Racist Teens Forced to Answer for Tweets About the 'N***er' President - rkudeshi
http://jezebel.com/5958993/racist-teens-forced-to-answer-for-tweets-about-the-nigger-president

======
csense
While most of us find these tweets distasteful, I personally find the notion
that the school should be able to punish them troubling.

Presumably they're saying these things at home, on their own time, not during
school hours or at school-sanctioned events -- so the school has no grounds to
punish them.

(I'm assuming they go to public school. Private schools probably have a much
wider leeway to require students to place restrictions on their conduct as a
condition of continued enrollment.)

While the comments are distasteful, nothing illegal is being said here.

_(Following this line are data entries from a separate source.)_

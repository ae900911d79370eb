use std::collections::BTreeMap;
use std::net::{SocketAddr, ToSocketAddrs};
use std::sync::{Arc, Mutex};
use std::time::Duration;
use anyhow::{anyhow, bail, Context};
use async_trait::async_trait;
use rustc_hash::FxHashMap;
use tokio::sync::mpsc;
use tokio::task::JoinHandle;
use tokio::time::{self, Instant};
use tracing::{debug, info, warn};

use crate::config::RdtConfig;
use crate::error::RdtError;
use crate::files::index::{parse_index, FileIndex, IndexEntry, INDEX_FILE_ID};
use crate::files::storage::FileStorage;
use crate::protocol::control::ControlMessage;
use crate::protocol::frame::Frame;
use crate::socket::{bind_ephemeral_for, SendSocket};
use crate::transfer::coordinator::ExchangeCoordinator;
use crate::transfer::receiver::{Receiver, ReceiverControl};

/// Source of the other peers' addresses, keyed by peer name
#[async_trait]
pub trait PeerDiscovery: Send + Sync {
    async fn discover_peers(&self) -> anyhow::Result<BTreeMap<String, SocketAddr>>;
}

/// A fixed set of peers, e.g. from the command line
#[derive(Debug, Clone, Default)]
pub struct StaticPeerDiscovery {
    peers: BTreeMap<String, SocketAddr>,
}

impl StaticPeerDiscovery {
    pub fn new(peers: impl IntoIterator<Item=(String, SocketAddr)>) -> StaticPeerDiscovery {
        StaticPeerDiscovery {
            peers: peers.into_iter().collect(),
        }
    }

    /// parse `name=host:port` entries, resolving host names
    pub fn parse<S: AsRef<str>>(entries: &[S]) -> anyhow::Result<StaticPeerDiscovery> {
        let mut peers = BTreeMap::new();
        for entry in entries {
            let entry = entry.as_ref();
            let (name, addr) = entry.split_once('=')
                .ok_or_else(|| anyhow!("peer {:?} is not of the form name=host:port", entry))?;
            let addr = addr.to_socket_addrs()
                .with_context(|| format!("resolving peer {:?}", entry))?
                .next()
                .ok_or_else(|| anyhow!("peer {:?} resolves to no address", entry))?;
            peers.insert(name.to_string(), addr);
        }
        Ok(StaticPeerDiscovery { peers })
    }
}

#[async_trait]
impl PeerDiscovery for StaticPeerDiscovery {
    async fn discover_peers(&self) -> anyhow::Result<BTreeMap<String, SocketAddr>> {
        Ok(self.peers.clone())
    }
}

/// File ids this peer requested that did not arrive yet, with the peer each was requested from.
///
/// File ids are only unique per sharing peer, and inbound sessions are keyed by file id alone,
///  so two fetches of the same id from different peers would be merged into one file.
#[derive(Debug, Default)]
struct PendingFetches {
    fetches: Mutex<FxHashMap<String, (SocketAddr, Instant)>>,
}

impl PendingFetches {
    /// A fetch counts as pending until the file is stored, or until it was requested longer ago
    ///  than `stale_after`. Requesting the same file from the same peer again is a retry and
    ///  always allowed.
    fn begin(&self, file_id: &str, peer_addr: SocketAddr, now: Instant, stale_after: Option<Duration>) -> anyhow::Result<()> {
        let mut fetches = self.fetches.lock()
            .unwrap_or_else(|e| e.into_inner());

        if let Some((pending_addr, requested_at)) = fetches.get(file_id) {
            let is_stale = stale_after
                .map(|t| now.saturating_duration_since(*requested_at) >= t)
                .unwrap_or(false);
            if *pending_addr != peer_addr && !is_stale {
                bail!("file {} is already being fetched from {:?}", file_id, pending_addr);
            }
        }
        fetches.insert(file_id.to_string(), (peer_addr, now));
        Ok(())
    }

    fn complete(&self, file_id: &str) {
        self.fetches.lock()
            .unwrap_or_else(|e| e.into_inner())
            .remove(file_id);
    }
}

/// Ends pending fetches when their file is stored
struct FetchTrackingStorage {
    inner: Arc<dyn FileStorage>,
    pending: Arc<PendingFetches>,
}

#[async_trait]
impl FileStorage for FetchTrackingStorage {
    async fn persist(&self, file_id: &str, chunks: Vec<String>) -> anyhow::Result<()> {
        self.pending.complete(file_id);
        self.inner.persist(file_id, chunks).await
    }
}

/// A running peer: a receiver listening on the peer's address, and an exchange coordinator
///  sending files that other peers ask for
pub struct Peer {
    config: Arc<RdtConfig>,
    receiver: Arc<Receiver>,
    control: ReceiverControl,
    listener: JoinHandle<anyhow::Result<()>>,
    coordinator: JoinHandle<()>,
    pending: Arc<PendingFetches>,
}

impl Peer {
    pub async fn start(addr: SocketAddr, config: Arc<RdtConfig>, index: Arc<dyn FileIndex>, storage: Arc<dyn FileStorage>) -> anyhow::Result<Peer> {
        let pending = Arc::new(PendingFetches::default());
        let storage = Arc::new(FetchTrackingStorage {
            inner: storage,
            pending: pending.clone(),
        });
        let receiver = Arc::new(Receiver::bind(addr, config.clone(), index.clone(), storage).await?);
        let control = receiver.control();

        let (exchange_send, exchange_recv) = mpsc::unbounded_channel();

        let listener = {
            let receiver = receiver.clone();
            tokio::spawn(async move { receiver.listen(exchange_send).await })
        };
        let coordinator = {
            let coordinator = ExchangeCoordinator::new(config.clone(), index);
            tokio::spawn(async move { coordinator.run(exchange_recv).await })
        };

        info!("peer started on {:?}", receiver.local_addr());
        Ok(Peer {
            config,
            receiver,
            control,
            listener,
            coordinator,
            pending,
        })
    }

    pub fn local_addr(&self) -> SocketAddr {
        self.receiver.local_addr()
    }

    /// Ask another peer for a file. This returns immediately, the file arrives asynchronously
    ///  and ends up in this peer's storage.
    ///
    /// Fails if the same file id is still being fetched from a different peer.
    pub async fn request_exchange(&self, peer_addr: SocketAddr, file_id: &str) -> anyhow::Result<()> {
        self.pending.begin(file_id, peer_addr, Instant::now(), self.config.session_idle_timeout)?;
        self.receiver.request_exchange(peer_addr, file_id).await;
        Ok(())
    }

    /// Ask another peer for the list of files it shares. This uses a socket of its own, so the
    ///  reply does not interfere with inbound transfers.
    pub async fn request_index(&self, peer_addr: SocketAddr) -> anyhow::Result<Vec<IndexEntry>> {
        let socket = Arc::new(bind_ephemeral_for(peer_addr).await?);
        socket.do_send_packet(peer_addr, &ControlMessage::IndexRequest.encode()).await;

        let deadline = Instant::now() + self.config.index_request_timeout;
        let mut buf = vec![0u8; u16::MAX as usize];
        loop {
            let (len, from) = match time::timeout_at(deadline, socket.recv_from(&mut buf)).await {
                Ok(received) => received.map_err(RdtError::Transport)?,
                Err(_) => {
                    return Err(RdtError::ProtocolTimeout(format!("no index from {:?} within {:?}", peer_addr, self.config.index_request_timeout)).into());
                }
            };
            if from != peer_addr {
                debug!("datagram from {:?} while waiting for index from {:?} - ignoring", from, peer_addr);
                continue;
            }

            match Frame::decode(&buf[..len]) {
                Ok(frame) if frame.file_id == INDEX_FILE_ID => {
                    let entries = parse_index(&frame.payload)?;
                    debug!("{:?} shares {} files", peer_addr, entries.len());
                    return Ok(entries);
                }
                Ok(frame) => debug!("unexpected frame for file {} while waiting for index - ignoring", frame.file_id),
                Err(e) => warn!("dropping datagram while waiting for index: {}", e),
            }
        }
    }

    /// Stop receiving, then wait for outbound transfers that are still running
    pub async fn shutdown(self) -> anyhow::Result<()> {
        info!("shutting down peer on {:?}", self.local_addr());
        self.control.stop();

        let listen_result = self.listener.await
            .context("receiver task failed")?;
        // the listener owned the exchange queue, so the coordinator finishes on its own now
        self.coordinator.await
            .context("coordinator task failed")?;
        listen_result
    }
}

#[cfg(test)]
mod tests {
    use rstest::rstest;
    use tokio::net::UdpSocket;
    use crate::files::index::SharedFileIndex;
    use crate::test_util::{loopback_config, MemoryStorage};
    use super::*;

    const FIRST: ([u8; 4], u16) = ([10, 0, 0, 1], 4000);
    const SECOND: ([u8; 4], u16) = ([10, 0, 0, 2], 4000);

    async fn start_peer(index: SharedFileIndex, storage: Arc<MemoryStorage>) -> Peer {
        Peer::start("127.0.0.1:0".parse().unwrap(), Arc::new(loopback_config()), Arc::new(index), storage).await.unwrap()
    }

    #[tokio::test]
    async fn test_exchange_between_peers() {
        let dir = std::env::temp_dir().join(format!("rdt_share_peer_{}", std::process::id()));
        tokio::fs::create_dir_all(&dir).await.unwrap();
        let content = "Lorem ipsum dolor sit amet, consectetur adipiscing elit, sed do eiusmod tempor incididunt ut labore et dolore magna aliqua. Ut enim ad minim veniam.";
        tokio::fs::write(dir.join("lorem.txt"), content).await.unwrap();

        let sharing = start_peer(SharedFileIndex::scan_directory(&dir).await.unwrap(), Arc::new(MemoryStorage::new())).await;
        let downloads = Arc::new(MemoryStorage::new());
        let requesting = start_peer(SharedFileIndex::new(), downloads.clone()).await;

        let index = requesting.request_index(sharing.local_addr()).await.unwrap();
        assert_eq!(index, vec![IndexEntry { file_id: "001".to_string(), file_name: "lorem.txt".to_string() }]);

        requesting.request_exchange(sharing.local_addr(), "001").await.unwrap();

        time::timeout(Duration::from_secs(10), async {
            while downloads.get("001").is_none() {
                time::sleep(Duration::from_millis(10)).await;
            }
        }).await.unwrap();
        assert_eq!(downloads.get("001").unwrap(), content);

        // the fetch is complete, so the same file id can be fetched from somewhere else
        let other = UdpSocket::bind("127.0.0.1:0").await.unwrap();
        requesting.request_exchange(other.local_addr().unwrap(), "001").await.unwrap();

        sharing.shutdown().await.unwrap();
        requesting.shutdown().await.unwrap();
        tokio::fs::remove_dir_all(&dir).await.unwrap();
    }

    #[tokio::test]
    async fn test_index_request_times_out() {
        let silent = UdpSocket::bind("127.0.0.1:0").await.unwrap();
        let peer = start_peer(SharedFileIndex::new(), Arc::new(MemoryStorage::new())).await;

        let err = peer.request_index(silent.local_addr().unwrap()).await.unwrap_err();
        assert!(matches!(err.downcast_ref::<RdtError>(), Some(RdtError::ProtocolTimeout(_))));

        peer.shutdown().await.unwrap();
    }

    #[tokio::test]
    async fn test_same_file_id_from_second_peer_is_refused() {
        let first = UdpSocket::bind("127.0.0.1:0").await.unwrap();
        let second = UdpSocket::bind("127.0.0.1:0").await.unwrap();
        let peer = start_peer(SharedFileIndex::new(), Arc::new(MemoryStorage::new())).await;

        peer.request_exchange(first.local_addr().unwrap(), "001").await.unwrap();
        peer.request_exchange(first.local_addr().unwrap(), "001").await.unwrap();
        assert!(peer.request_exchange(second.local_addr().unwrap(), "001").await.is_err());
        peer.request_exchange(second.local_addr().unwrap(), "002").await.unwrap();

        peer.shutdown().await.unwrap();
    }

    #[rstest]
    #[case::retry(FIRST, Some(10), 1, true)]
    #[case::other_peer(SECOND, Some(10), 1, false)]
    #[case::other_peer_after_stale(SECOND, Some(10), 10, true)]
    #[case::other_peer_never_stale(SECOND, None, 1_000_000, false)]
    fn test_pending_fetches(#[case] peer_addr: ([u8; 4], u16), #[case] stale_secs: Option<u64>, #[case] elapsed_secs: u64, #[case] expected_ok: bool) {
        let pending = PendingFetches::default();
        let start = Instant::now();
        let stale_after = stale_secs.map(Duration::from_secs);

        pending.begin("001", FIRST.into(), start, stale_after).unwrap();
        let result = pending.begin("001", peer_addr.into(), start + Duration::from_secs(elapsed_secs), stale_after);
        assert_eq!(result.is_ok(), expected_ok);
    }

    #[test]
    fn test_completed_fetch_is_no_longer_pending() {
        let pending = PendingFetches::default();
        let now = Instant::now();

        pending.begin("001", FIRST.into(), now, None).unwrap();
        pending.complete("001");
        pending.begin("001", SECOND.into(), now, None).unwrap();
    }

    #[tokio::test]
    async fn test_static_discovery() {
        let discovery = StaticPeerDiscovery::parse(&["alice=127.0.0.1:9000", "bob=127.0.0.1:9001"]).unwrap();
        let peers = discovery.discover_peers().await.unwrap();
        assert_eq!(peers.len(), 2);
        assert_eq!(peers["bob"], "127.0.0.1:9001".parse::<SocketAddr>().unwrap());

        assert!(StaticPeerDiscovery::parse(&["no-separator"]).is_err());
    }
}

The
speech in question is criticism of a political figure, which is a specifically
protected category of speech.

(The article briefly brushes on the fact that death threats -- especially
against the President -- can result in criminal charges. Death threats cross a
line that racial epithets do not.)

OTOH, I'm not arguing that their behavior shouldn't or doesn't have
consequences. The Internet community can apply public pressure, and if the
school is made aware that they're making these tweets, school officials should
be able to inform their parents. If the accounts are connected to their real
names, they may regret it years later, when significant others, colleges or
employers Google them and don't like what they find.

------
peeplaja
Twitter should really do something about its security. All these accounts
getting hacked all the time...